—Si j'en suis certain!... Attendez! Sulfatin, qu'on fasse venir votre malade La Héronnière. C'est sur lui que nous avons expérimenté... Vous avez tous connu Adrien La Héronnière, notre très éminent concitoyen, arrivé au dernier degré de l'anémie physique et morale, tellement archi-usé qu'aucun médecin ne voulait l'entreprendre, malgré l'énormité des primes proposées, en raison de l'indemnité payable en cas de non-réussite... Mon collaborateur Sulfatin l'a entrepris, et vous allez voir ce qu'il a fait en dix-huit mois de ce valétudinaire à bout de souffle... M. La Héronnière est en bon état de réparation; avant peu, il sera comme neuf!...

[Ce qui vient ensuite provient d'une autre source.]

//! Tree snapshot persistence
//!
//! Saves a constructed tree to a JSON file and loads it back into a fresh
//! arena, so sample trees can be reused across runs.

use std::path::Path;
use std::sync::Arc;

use tracing::{debug, instrument};

use crate::application::{ApplicationResult, IoResultExt, JsonResultExt};
use crate::domain::{ElementSnapshot, NodeId, XmlArena};
use crate::infrastructure::traits::FileSystem;

/// Snapshot persistence service.
pub struct SnapshotService {
    fs: Arc<dyn FileSystem>,
}

impl SnapshotService {
    pub fn new(fs: Arc<dyn FileSystem>) -> Self {
        Self { fs }
    }

    /// Write the tree rooted at `root` to `path` as pretty-printed JSON.
    #[instrument(level = "debug", skip(self, arena))]
    pub fn save(&self, arena: &XmlArena, root: NodeId, path: &Path) -> ApplicationResult<()> {
        let snapshot = arena.snapshot(root)?;
        let mut json = serde_json::to_string_pretty(&snapshot).with_snapshot_path(path)?;
        json.push('\n');

        self.fs
            .ensure_parent(path)
            .with_path_context("create directory for", path)?;
        self.fs
            .write(path, &json)
            .with_path_context("write snapshot", path)?;
        debug!(elements = snapshot.size(), "snapshot saved");
        Ok(())
    }

    /// Read a snapshot and rebuild it as the only tree of a new arena.
    #[instrument(level = "debug", skip(self))]
    pub fn load(&self, path: &Path) -> ApplicationResult<(XmlArena, NodeId)> {
        let content = self
            .fs
            .read_to_string(path)
            .with_path_context("read snapshot", path)?;
        let snapshot: ElementSnapshot = serde_json::from_str(&content).with_snapshot_path(path)?;

        let mut arena = XmlArena::with_capacity(snapshot.size());
        let root = arena.restore(&snapshot)?;
        debug!(elements = arena.len(), "snapshot loaded");
        Ok((arena, root))
    }
}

—Très bien, mais c'est que nous avons à compter avec l'opposition dans les Chambres, dit un des hommes politiques, et la création d'un nouveau monopole soulèvera peut-être de fortes objections...
—Allons donc! Avec un exposé des motifs bien fait: état morbide de la nation bien démontré, l'ennemi signalé; l'anémie et la déchéance physique qu'elle entraîne, la terrible anémie s'abattant sur un organisme déjà envahi par cent variétés de microbes divers... Puis chant de victoire, le remède est trouvé, c'est le grand médicament national de l'illustre savant et philanthrope Philox Lorris! Le grand médicament national foudroie tous les bacilles, vibrions et bactéries, il terrasse la terrible anémie, il relève le tempérament national, rétablit les fonctions de tous les organismes fêlés, combat victorieusement l'atrophie musculaire, la sénilité prématurée, etc.. Et le monopole est voté à quatre cents voix de majorité. Et nous avons, en même temps que le profit matériel, la gloire et la joie de rendre réellement force et santé à l'homme moderne, si horriblement surmené!!!»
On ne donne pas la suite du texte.